__Work instructions__.
Taking the line with "use serde::de::DeserializeOwned;" as the first and the line with "counts as up" as the last, set down exactly every line in that range from the entries below, and no more.

__Supplied material__.
--
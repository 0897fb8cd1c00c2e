use serde::de::DeserializeOwned;

use crate::error::Result;
use crate::platform::command::{parse_json_rows, run_command};

/// Run a PowerShell pipeline and deserialize its rows.
///
/// `ConvertTo-Json` is appended here; `command` should end with a
/// `Select-Object` so only the needed properties are serialized.
pub fn run_powershell_rows<T: DeserializeOwned>(command: &str) -> Result<Vec<T>> {
    let pipeline = format!("{} | ConvertTo-Json -Depth 2 -Compress", command);
    let stdout = run_command(
        "powershell",
        &["-NoProfile", "-NonInteractive", "-Command", &pipeline],
    )?;
    parse_json_rows(&stdout)
}
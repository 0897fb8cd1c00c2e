use std::net::{IpAddr, Ipv4Addr};

use sysinfo::{NetworkData, Networks};

use super::counters::NetTotals;
use super::metrics::NetInterface;

#[cfg(target_os = "linux")]
use crate::platform::system::linux::procfs;

/// Sum of every interface's cumulative counters
pub fn global_totals(networks: &Networks) -> NetTotals {
    networks
        .values()
        .fold(NetTotals::default(), |acc, data| NetTotals {
            bytes_sent: acc.bytes_sent + data.total_transmitted(),
            bytes_recv: acc.bytes_recv + data.total_received(),
            packets_sent: acc.packets_sent + data.total_packets_transmitted(),
            packets_recv: acc.packets_recv + data.total_packets_received(),
        })
}

pub fn interface(name: &str, data: &NetworkData) -> NetInterface {
    let ipv4 = data.ip_networks().iter().find_map(|net| match net.addr {
        IpAddr::V4(addr) => Some((addr, net.prefix)),
        IpAddr::V6(_) => None,
    });
    let mac = data.mac_address();

    #[cfg(target_os = "linux")]
    let (is_up, speed, duplex) = {
        let link = procfs::read_link_info(name);
        (link.is_up, link.speed, link.duplex)
    };

    // No link query here; an interface holding an address counts as up
    #[cfg(not(target_os = "linux"))]
    let (is_up, speed, duplex) = (
        !data.ip_networks().is_empty(),
        0,
        "unknown".to_string(),
    );

    NetInterface {
        name: name.to_string(),
        is_up,
        duplex,
        speed,
        mtu: data.mtu(),
        mac_address: (!mac.is_unspecified()).then(|| mac.to_string()),
        ip_address: ipv4.map(|(addr, _)| addr.to_string()),
        netmask: ipv4.map(|(_, prefix)| prefix_to_netmask(prefix).to_string()),
        broadcast: ipv4.map(|(addr, prefix)| broadcast(addr, prefix).to_string()),
        bytes_sent: data.total_transmitted(),
        bytes_recv: data.total_received(),
    }
}

/// 24 -> 255.255.255.0
pub fn prefix_to_netmask(prefix: u8) -> Ipv4Addr {
    Ipv4Addr::from(mask_bits(prefix))
}

/// Directed broadcast address of the subnet holding `addr`
pub fn broadcast(addr: Ipv4Addr, prefix: u8) -> Ipv4Addr {
    Ipv4Addr::from(u32::from(addr) | !mask_bits(prefix))
}

fn mask_bits(prefix: u8) -> u32 {
    match prefix {
        0 => 0,
        p if p >= 32 => u32::MAX,
        p => u32::MAX << (32 - p),
    }
}

#[cfg(test)]
mod tests {
    use super::*;

    #[test]
    fn test_prefix_to_netmask() {
        assert_eq!(prefix_to_netmask(24), Ipv4Addr::new(255, 255, 255, 0));
        assert_eq!(prefix_to_netmask(20), Ipv4Addr::new(255, 255, 240, 0));
        assert_eq!(prefix_to_netmask(0), Ipv4Addr::new(0, 0, 0, 0));
        assert_eq!(prefix_to_netmask(32), Ipv4Addr::new(255, 255, 255, 255));
    }

    #[test]
    fn test_broadcast() {
        let addr = Ipv4Addr::new(192, 168, 1, 37);
        assert_eq!(broadcast(addr, 24), Ipv4Addr::new(192, 168, 1, 255));
        assert_eq!(broadcast(addr, 32), addr);
        assert_eq!(
            broadcast(Ipv4Addr::new(10, 1, 2, 3), 8),
            Ipv4Addr::new(10, 255, 255, 255)
        );
    }
}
--
__Answer for this exercise__.
use serde::de::DeserializeOwned;

use crate::error::Result;
use crate::platform::command::{parse_json_rows, run_command};

/// Run a PowerShell pipeline and deserialize its rows.
///
/// `ConvertTo-Json` is appended here; `command` should end with a
/// `Select-Object` so only the needed properties are serialized.
pub fn run_powershell_rows<T: DeserializeOwned>(command: &str) -> Result<Vec<T>> {
    let pipeline = format!("{} | ConvertTo-Json -Depth 2 -Compress", command);
    let stdout = run_command(
        "powershell",
        &["-NoProfile", "-NonInteractive", "-Command", &pipeline],
    )?;
    parse_json_rows(&stdout)
}
repository 0897fb8cd1c00c2e
use std::net::{IpAddr, Ipv4Addr};

use sysinfo::{NetworkData, Networks};

use super::counters::NetTotals;
use super::metrics::NetInterface;

#[cfg(target_os = "linux")]
use crate::platform::system::linux::procfs;

/// Sum of every interface's cumulative counters
pub fn global_totals(networks: &Networks) -> NetTotals {
    networks
        .values()
        .fold(NetTotals::default(), |acc, data| NetTotals {
            bytes_sent: acc.bytes_sent + data.total_transmitted(),
            bytes_recv: acc.bytes_recv + data.total_received(),
            packets_sent: acc.packets_sent + data.total_packets_transmitted(),
            packets_recv: acc.packets_recv + data.total_packets_received(),
        })
}

pub fn interface(name: &str, data: &NetworkData) -> NetInterface {
    let ipv4 = data.ip_networks().iter().find_map(|net| match net.addr {
        IpAddr::V4(addr) => Some((addr, net.prefix)),
        IpAddr::V6(_) => None,
    });
    let mac = data.mac_address();

    #[cfg(target_os = "linux")]
    let (is_up, speed, duplex) = {
        let link = procfs::read_link_info(name);
        (link.is_up, link.speed, link.duplex)
    };

    // No link query here; an interface holding an address counts as up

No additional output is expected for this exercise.